From Segregation to Integration: The Landmark Case of Brown v Board of Education

The 1954 decision in Brown v Board of Education was monumental. The Supreme Court overturned the Plessy decision, which allowed racial segregation in public facilities as long as they were equal. Studies have shown that integrated schools improve students’ college degree chances. However, segregation is still problematic due to redlining, housing discrimination, and zoning laws favoring certain neighborhoods.

Court Decision

After a series of class-action suits filed by the NAACP, the Supreme Court took up Brown v Board of Education and four related cases. A three-judge panel ruled against the plaintiffs in 1951, citing Plessy and Gong Lum v Rice, a Supreme Court case that upheld the segregation of Asian Americans in grade schools.

When the Supreme Court heard the case again in 1953, it was split on how to rule. Chief Justice Fred Vinson was not convinced that Plessy should be overturned, and several other justices also leaned toward upholding it. However, most of the Court agreed that segregation was unconstitutional. President Dwight Eisenhower appointed a new Justice to replace Vinson—Earl Warren, who would be instrumental in writing the majority opinion.

In his decision, Warren wrote that racial segregation violated the Constitution’s equal protection clause. He also cited psychological studies that showed that children in segregated schools felt inferior to those in integrated schools and that the separate facilities did not produce equality.

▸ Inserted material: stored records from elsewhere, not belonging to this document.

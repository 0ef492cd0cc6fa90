//! Model lifecycle against the mock engine

mod common;

use cactus_bridge::{
    BridgeError, CompletionRequest, CompletionResult, CompletionStatus, HandleState, HandleTable,
    LifecycleError, MarshalError, Model, ResponseBuffer,
};
use common::*;
use pretty_assertions::assert_eq;
use rstest::rstest;

#[test]
fn test_create_yields_usable_handle() {
    let api = mock_engine();
    let before = live_models();

    let model = Model::create(&api, "model.bin", 2048).unwrap();
    assert_eq!(live_models(), before + 1);

    model.destroy();
    assert_eq!(live_models(), before);
}

#[test]
fn test_create_failure_is_defined() {
    let api = mock_engine();
    let err = Model::create(&api, "missing/model.bin", 2048).unwrap_err();

    assert!(matches!(
        err,
        BridgeError::EngineInit { ref model_path, context_size: 2048 }
            if model_path == "missing/model.bin"
    ));
}

#[rstest]
#[case("model\0.bin", 2048)]
#[case("model.bin", 0)]
fn test_create_rejects_bad_arguments(#[case] path: &str, #[case] context_size: usize) {
    let api = mock_engine();
    let before = live_models();

    let err = Model::create(&api, path, context_size).unwrap_err();
    assert!(err.is_acquisition_failure());
    assert!(matches!(err, BridgeError::Marshal(_)));
    assert_eq!(live_models(), before);
}

#[test]
fn test_run_with_buffer_only() {
    let api = mock_engine();
    let mut model = Model::create(&api, "model.bin", 2048).unwrap();
    let messages = user_messages("Hello");
    let (document, _) = expected_generation(&messages);

    let mut region = [0u8; 256];
    let mut buffer = ResponseBuffer::new(&mut region);
    let outcome = model
        .complete(&CompletionRequest::new(&messages), &mut buffer)
        .unwrap();

    assert_eq!(
        outcome.status,
        CompletionStatus::Complete {
            written: document.len()
        }
    );
    assert_eq!(outcome.text.as_deref(), Some(document.as_str()));
    assert_eq!(outcome.events.received, 0);

    let parsed = CompletionResult::parse(outcome.text.as_deref().unwrap()).unwrap();
    assert_eq!(parsed.response, "Echo: Hello");
}

#[test]
fn test_small_buffer_truncates() {
    let api = mock_engine();
    let mut model = Model::create(&api, "model.bin", 2048).unwrap();
    let messages = user_messages("Hi");
    let (document, _) = expected_generation(&messages);

    let mut region = [0xAAu8; 4];
    let mut buffer = ResponseBuffer::new(&mut region);
    let outcome = model
        .complete(&CompletionRequest::new(&messages), &mut buffer)
        .unwrap();

    assert!(outcome.status.is_truncated());
    assert_eq!(outcome.status.written(), Some(4));
    assert_eq!(outcome.status.code() as usize, document.len());
    assert_eq!(outcome.text.as_deref(), Some(&document[..4]));
    assert_eq!(&region[..], &document.as_bytes()[..4]);
}

#[test]
fn test_declared_size_larger_than_buffer_is_clamped() {
    let api = mock_engine();
    let mut model = Model::create(&api, "model.bin", 2048).unwrap();
    let messages = user_messages("clamp me please");

    let mut region = [0u8; 8];
    let mut buffer = ResponseBuffer::with_declared(&mut region, 1 << 20).unwrap();
    assert_eq!(buffer.capacity(), 8);

    let outcome = model
        .complete(&CompletionRequest::new(&messages), &mut buffer)
        .unwrap();
    assert_eq!(outcome.status.written(), Some(8));
}

#[test]
fn test_declared_size_is_respected_within_region() {
    let api = mock_engine();
    let mut model = Model::create(&api, "model.bin", 2048).unwrap();
    let messages = user_messages("Hi");

    let mut region = [0x55u8; 64];
    {
        let mut buffer = ResponseBuffer::with_declared(&mut region, 5).unwrap();
        let outcome = model
            .complete(&CompletionRequest::new(&messages), &mut buffer)
            .unwrap();
        assert_eq!(outcome.status.written(), Some(5));
    }
    // nothing past the declared capacity was touched
    assert!(region[5..].iter().all(|&b| b == 0x55));
}

#[test]
fn test_negative_declared_size_rejected() {
    let mut region = [0u8; 8];
    let err = ResponseBuffer::with_declared(&mut region, -1).unwrap_err();
    assert_eq!(
        err,
        MarshalError::OutOfRange {
            argument: "buffer_size",
            value: -1
        }
    );
}

#[test]
fn test_engine_failure_code_forwarded() {
    let api = mock_engine();
    let mut model = Model::create(&api, "model.bin", 2048).unwrap();
    let messages = user_messages("fail");

    let mut region = [0u8; 64];
    let mut buffer = ResponseBuffer::new(&mut region);
    let outcome = model
        .complete(&CompletionRequest::new(&messages), &mut buffer)
        .unwrap();

    assert_eq!(outcome.status, CompletionStatus::Failed { code: ENGINE_FAILURE });
    assert_eq!(outcome.status.code(), ENGINE_FAILURE);
    assert_eq!(outcome.text, None);
}

#[test]
fn test_options_and_tools_pass_through_verbatim() {
    let api = mock_engine();
    let mut model = Model::create(&api, "model.bin", 2048).unwrap();
    let messages = user_messages("Hi");
    let options = r#"{"temperature":0.1,"max_tokens":8}"#;
    let tools = r#"[{"name":"lookup"}]"#;

    let mut region = [0u8; 256];
    let mut buffer = ResponseBuffer::new(&mut region);
    let request = CompletionRequest::new(&messages)
        .with_options(options)
        .with_tools(tools);
    model.complete(&request, &mut buffer).unwrap();

    assert_eq!(last_options().as_deref(), Some(options));
    assert_eq!(last_tools().as_deref(), Some(tools));

    model
        .complete(&CompletionRequest::new(&messages), &mut buffer)
        .unwrap();
    assert_eq!(last_options(), None);
    assert_eq!(last_tools(), None);
}

#[test]
fn test_interior_nul_in_messages_rejected_before_engine() {
    let api = mock_engine();
    let mut model = Model::create(&api, "model.bin", 2048).unwrap();

    let mut region = [0u8; 64];
    let mut buffer = ResponseBuffer::new(&mut region);
    let err = model
        .complete(&CompletionRequest::new("[\0]"), &mut buffer)
        .unwrap_err();

    assert!(matches!(
        err,
        BridgeError::Marshal(MarshalError::InteriorNul {
            argument: "messages",
            position: 1
        })
    ));
}

#[test]
fn test_destroy_never_run_model() {
    let api = mock_engine();
    let calls = destroy_calls();

    let model = Model::create(&api, "model.bin", 512).unwrap();
    model.destroy();

    assert_eq!(destroy_calls(), calls + 1);
}

#[test]
fn test_drop_destroys_once() {
    let api = mock_engine();
    let calls = destroy_calls();

    {
        let _model = Model::create(&api, "model.bin", 512).unwrap();
    }

    assert_eq!(destroy_calls(), calls + 1);
}

#[test]
fn test_model_moves_between_threads() {
    let api = mock_engine();
    let live = live_models();
    let calls = destroy_calls();
    let mut model = Model::create(&api, "model.bin", 512).unwrap();

    let handle = std::thread::spawn(move || {
        let messages = user_messages("from another thread");
        let mut region = [0u8; 256];
        let mut buffer = ResponseBuffer::new(&mut region);
        let outcome = model
            .complete(&CompletionRequest::new(&messages), &mut buffer)
            .unwrap();
        outcome.status.is_success()
    });

    assert!(handle.join().unwrap());
    // the model was destroyed on the other thread
    assert_eq!(live_models(), live);
    assert_eq!(destroy_calls(), calls + 1);
}

#[test]
fn test_model_created_elsewhere_destroyed_here() {
    let api = mock_engine();
    let model = std::thread::spawn(move || Model::create(&api, "model.bin", 512).unwrap())
        .join()
        .unwrap();
    let live = live_models();
    let calls = destroy_calls();

    model.destroy();

    assert_eq!(live_models(), live);
    assert_eq!(destroy_calls(), calls);
}

// ============================================================================
// Handle table
// ============================================================================

fn table_with_model() -> (HandleTable, u64) {
    let table = HandleTable::new();
    let model = Model::create(&mock_engine(), "model.bin", 2048).unwrap();
    let id = table.insert(model);
    (table, id)
}

#[test]
fn test_table_ids_start_at_one() {
    let (table, id) = table_with_model();
    assert_eq!(id, 1);
    assert_eq!(table.insert(Model::create(&mock_engine(), "b.bin", 64).unwrap()), 2);
    assert_eq!(table.live(), 2);
}

#[test]
fn test_table_run_then_destroy() {
    let (table, id) = table_with_model();
    let messages = user_messages("Hi");

    let status = table
        .with_model(id, |model| {
            let mut region = [0u8; 256];
            let mut buffer = ResponseBuffer::new(&mut region);
            model
                .complete(&CompletionRequest::new(&messages), &mut buffer)
                .map(|outcome| outcome.status)
        })
        .unwrap()
        .unwrap();
    assert!(status.is_success());
    assert_eq!(table.state(id), Some(HandleState::Ready));

    let calls = destroy_calls();
    table.destroy(id).unwrap();
    assert_eq!(destroy_calls(), calls + 1);
    assert_eq!(table.state(id), Some(HandleState::Destroyed));
    assert_eq!(table.live(), 0);
}

#[test]
fn test_table_run_after_destroy() {
    let (table, id) = table_with_model();
    table.destroy(id).unwrap();

    assert_eq!(table.with_model(id, |_| ()), Err(LifecycleError::Destroyed(id)));
    assert_eq!(table.state(id), Some(HandleState::Destroyed));
}

#[test]
fn test_table_double_destroy() {
    let (table, id) = table_with_model();
    let calls = destroy_calls();

    table.destroy(id).unwrap();
    assert_eq!(table.destroy(id), Err(LifecycleError::Destroyed(id)));
    assert_eq!(destroy_calls(), calls + 1);
}

#[test]
fn test_table_unknown_id() {
    let (table, _) = table_with_model();
    assert_eq!(table.destroy(99), Err(LifecycleError::UnknownHandle(99)));
    assert_eq!(table.with_model(99, |_| ()), Err(LifecycleError::UnknownHandle(99)));
}

#[test]
fn test_table_busy_while_running() {
    let (table, id) = table_with_model();

    let nested = table
        .with_model(id, |_| {
            assert_eq!(table.state(id), Some(HandleState::Running));
            (table.with_model(id, |_| ()), table.destroy(id))
        })
        .unwrap();

    assert_eq!(nested, (Err(LifecycleError::Busy(id)), Err(LifecycleError::Busy(id))));
    assert_eq!(table.state(id), Some(HandleState::Ready));
    table.destroy(id).unwrap();
}

#[test]
fn test_table_model_returns_after_panic() {
    let (table, id) = table_with_model();

    let result = std::panic::catch_unwind(std::panic::AssertUnwindSafe(|| {
        table.with_model(id, |_| panic!("host code failed")).ok();
    }));

    assert!(result.is_err());
    assert_eq!(table.state(id), Some(HandleState::Ready));
    table.destroy(id).unwrap();
}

The Brown decision was an important milestone in America’s civil rights history. Although desegregation was not immediate, it began to take hold. In the years that followed, a wave of legislation, including the Civil Rights Act of 1964 and enforcement by the Justice Department, helped to accelerate the process.

Class Action Lawsuits

The NAACP and its legal offshoot, the Legal Defense Fund (LDF), devised a systematic attack on the separate but equal doctrine. The plan combined class-action school desegregation lawsuits in nationwide districts under one banner, Brown v Board of Education.

The first case was filed in 1950 by a Washington, D.C., barber named Gardner Bishop. He was a member of the National Association for the Advancement of Colored People and an active member of his local African-American community, where he served on church boards and in sororities. But he and other Black parents were frustrated with the run-down facilities that served as their children’s schools.

In 1952, the Court consolidated Brown with three other cases: Briggs v Elliott in South Carolina, Davis v County School Board of Prince Edward County in Virginia, and Gebhart v Belton in Delaware. The Supreme Court ruled that segregation of public schools violated the Equal Protection Clause of the Fourteenth Amendment.

Despite the Court’s decision, many state and local officials ignored it. Governor Orval Faubus in Arkansas sent the state National Guard to prevent Black students from attending high school in Little Rock. This resulted in a tense standoff until President Eisenhower deployed federal troops, and nine students—known as the “Little Rock Nine”—were allowed to attend Central High School. Despite this resistance, most states eventually began desegregating their schools.

The NAACP

The NAACP was one of several organizations that backed the Brown case. Thurgood Marshall, the chief council for the NAACP’s Legal Defense Fund (LDF), recruited a team of the nation’s top attorneys. These included Robert Carter, Jack Greenberg, Constance Baker Motley, Spottswood Robinson, Oliver Hill, Louis Redding, Charles Bledsoe, and brothers John and Charles Scott. These LDF lawyers, along with James Nabrit and George E. C. Hayes, were part of an impressive array of African-American legal talent that brought a multi-faceted African-American response to the Supreme Court decision.

As the case moved to the Court, it became apparent that segregation was illegal and immoral. The physical facilities that were offered to blacks were often inferior to those of whites. It was a clear violation of the Fourteenth Amendment.

The Court ruled that schools were unequal and should be integrated. But, the Court needed to specify how that should be accomplished. The Justices did agree that local federal judges should decide on a desegregation plan “with all deliberate speed.” This high goal and weak enforcement process has characterized most periods of school desegregation since. The case was decided in 1954. By the time it was argued in the Supreme Court, there was considerable evidence that racial segregation had failed to produce educational equality. The majority of the justices agreed that it was unconstitutional.o

The Court’s Decision

The Brown decision overturned Plessy and declared that racial segregation violated the Equal Protection Clause of the Fourteenth Amendment. It also ruled that laws mandating segregation of schools were unconstitutional. This was a major victory for civil rights activists and the NAACP. The case began in 1951 when local school officials denied Oliver Brown’s daughter admission to the elementary school nearest their home and forced her to ride a bus to a black school that was far away. The NAACP recruited the Browns and other parents from around Topeka to file a class action lawsuit against the school district. The case eventually combined with several other school segregation cases, which the NAACP brought to the Supreme Court as a unified argument.